Activity :: When a line of the entries contains "Some", please list that line.
--------------------
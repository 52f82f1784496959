use std::path::Path;
use std::time::SystemTime;

use super::*;
use crate::catalog::Catalog;
use crate::models::{CatalogEntry, ImportInstructions, SenderIdentity};
use crate::test_support::{Harness, package_manifest, sha256_hex};

fn request_for(label: &str, staged: &Path) -> TransferRequest {
    let size = std::fs::metadata(staged).expect("staged metadata").len();
    TransferRequest::new(
        label,
        sha256_hex(staged),
        size,
        SenderIdentity::new("ANDROID-7", Some("BRAVO".to_string())),
    )
}

fn service(harness: &Harness) -> ReceptionService {
    ReceptionService::from_shared(harness.context.clone())
}

fn stage(harness: &Harness) -> PathBuf {
    let manifest = package_manifest(
        "pkg-9",
        "Grid-9",
        ImportInstructions::ImportDelete,
        &["a.txt"],
    );
    harness.stage_package("grid.zip", &manifest, &[("a.txt", "alpha")])
}

fn make_stale(path: &Path) {
    let file = std::fs::File::options()
        .write(true)
        .open(path)
        .expect("open fixture");
    let past = SystemTime::now() - Duration::from_secs(48 * 3600);
    file.set_modified(past).expect("set mtime");
}

#[test]
fn handles_should_route_callbacks_until_completion() {
    let harness = Harness::new("service-route");
    let service = service(&harness);
    let staged = stage(&harness);

    let begun = service.begin_reception(request_for("Grid-9", &staged)).expect("begin");
    assert!(!begun.already_received);
    assert_eq!(service.active_sessions(), 1);

    service.on_progress(begun.handle, 10, 100, 1, 1).expect("progress");
    std::fs::copy(&staged, &begun.destination).expect("deliver payload");
    let report = service.on_complete(begun.handle, true, "", 1).expect("complete");

    assert!(report.succeeded, "{}", report.message);
    assert_eq!(report.correlation_id, begun.correlation_id);
    assert_eq!(harness.registrar.file_count(), 1);
    assert_eq!(service.active_sessions(), 0);
    assert!(!begun.destination.exists());

    let error = service
        .on_complete(begun.handle, true, "", 1)
        .expect_err("second completion");
    assert_eq!(error.code, "session_already_finalized");
    assert_eq!(harness.notifier.terminals().len(), 1);
}

#[test]
fn unknown_handle_should_be_rejected() {
    let harness = Harness::new("service-unknown");
    let service = service(&harness);

    let error = service
        .on_progress(SessionHandle(42), 1, 2, 1, 1)
        .expect_err("unknown handle");
    assert_eq!(error.code, "session_not_found");
    assert_eq!(error.context_value("handle"), Some("42"));
}

#[test]
fn duplicate_should_be_flagged_at_begin() {
    let harness = Harness::new("service-duplicate");
    let service = service(&harness);
    let staged = stage(&harness);
    let request = request_for("Grid-9", &staged);
    harness
        .catalog
        .upsert(CatalogEntry {
            user_label: "Grid-9".to_string(),
            content_hash: request.expected_hash.clone(),
            file_path: staged.to_string_lossy().to_string(),
            sender_name: "BRAVO".to_string(),
            size_bytes: 12,
            updated_at_ms: 0,
        })
        .expect("seed catalog");

    let begun = service.begin_reception(request).expect("begin");
    assert!(begun.already_received);

    let report = service.on_complete(begun.handle, true, "", 1).expect("complete");
    assert!(report.duplicate);
    assert!(report.succeeded);
    assert_eq!(harness.decoder.calls(), 0);
    assert_eq!(service.active_sessions(), 0);
}

#[test]
fn final_attempt_failure_should_retire_session() {
    let harness = Harness::new("service-attempts");
    let service = service(&harness);
    let staged = stage(&harness);

    let begun = service
        .begin_attempt(request_for("Grid-9", &staged), 1, 2)
        .expect("begin");
    assert!(
        service
            .on_attempt_failed(begun.handle, "reset by peer", 1, 2)
            .expect("attempt 1")
            .is_none()
    );
    assert_eq!(service.active_sessions(), 1);

    let report = service
        .on_attempt_failed(begun.handle, "reset by peer", 2, 2)
        .expect("attempt 2")
        .expect("final report");
    assert!(!report.succeeded);
    assert_eq!(report.failure_kind(), Some(crate::FailureKind::Transport));
    assert_eq!(service.active_sessions(), 0);

    let error = service
        .on_complete(begun.handle, false, "late", 2)
        .expect_err("retired handle");
    assert_eq!(error.code, "session_already_finalized");
}

#[test]
fn release_should_cancel_live_session_with_one_failed_notice() {
    let harness = Harness::new("service-release");
    let service = service(&harness);
    let staged = stage(&harness);

    let begun = service.begin_reception(request_for("Grid-9", &staged)).expect("begin");
    std::fs::write(&begun.destination, b"partial").expect("write partial");

    let report = service.release(begun.handle).expect("cancel report");
    assert!(!report.succeeded);
    assert_eq!(report.failure_kind(), Some(crate::FailureKind::Transport));
    assert!(service.release(begun.handle).is_none());
    assert!(!begun.destination.exists());
    assert_eq!(service.active_sessions(), 0);

    let terminals = harness.notifier.terminals();
    assert_eq!(terminals.len(), 1);
    assert!(!terminals[0].succeeded);
    assert_eq!(terminals[0].correlation_id, begun.correlation_id);
}

#[test]
fn unacknowledged_duplicate_should_be_retired_by_sweep() {
    let harness = Harness::new("service-duplicate-sweep");
    let service = service(&harness);
    let staged = stage(&harness);
    let request = request_for("Grid-9", &staged);
    harness
        .catalog
        .upsert(CatalogEntry {
            user_label: "Grid-9".to_string(),
            content_hash: request.expected_hash.clone(),
            file_path: staged.to_string_lossy().to_string(),
            sender_name: "BRAVO".to_string(),
            size_bytes: 12,
            updated_at_ms: 0,
        })
        .expect("seed catalog");

    let begun = service.begin_reception(request).expect("begin");
    assert!(begun.already_received);
    std::fs::write(&begun.destination, b"fetched anyway").expect("write payload");

    service.sweep_orphans().expect("early sweep");
    assert_eq!(service.active_sessions(), 1);

    harness.clock.advance(25 * 3600 * 1000);
    service.sweep_orphans().expect("late sweep");
    assert_eq!(service.active_sessions(), 0);
    assert!(!begun.destination.exists());
    assert_eq!(harness.notifier.terminals().len(), 1);

    let error = service
        .on_complete(begun.handle, true, "", 1)
        .expect_err("retired handle");
    assert_eq!(error.code, "session_already_finalized");
}

#[test]
fn sweep_should_spare_live_downloads() {
    let harness = Harness::new("service-sweep");
    let service = service(&harness);
    let staged = stage(&harness);
    let incoming = harness.context.settings().incoming_dir.clone();

    let begun = service.begin_reception(request_for("Grid-9", &staged)).expect("begin");
    std::fs::write(&begun.destination, b"partial").expect("write live");
    make_stale(&begun.destination);

    let orphan = incoming.join("left-over.part");
    std::fs::write(&orphan, b"orphan").expect("write orphan");
    make_stale(&orphan);

    assert_eq!(service.sweep_orphans().expect("sweep"), 1);
    assert!(!orphan.exists());
    assert!(begun.destination.exists());
}

#[tokio::test]
async fn complete_async_should_run_pipeline_off_thread() {
    let harness = Harness::new("service-async");
    let service = Arc::new(service(&harness));
    let staged = stage(&harness);

    let begun = service.begin_reception(request_for("Grid-9", &staged)).expect("begin");
    std::fs::copy(&staged, &begun.destination).expect("deliver payload");

    let report = service
        .complete_async(begun.handle, true, String::new(), 1)
        .await
        .expect("complete");
    assert!(report.succeeded, "{}", report.message);
    assert_eq!(service.active_sessions(), 0);
}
--------------------
The completed task ::
        SenderIdentity::new("ANDROID-7", Some("BRAVO".to_string())),
    assert_eq!(error.context_value("handle"), Some("42"));
    assert_eq!(report.failure_kind(), Some(crate::FailureKind::Transport));
    assert_eq!(report.failure_kind(), Some(crate::FailureKind::Transport));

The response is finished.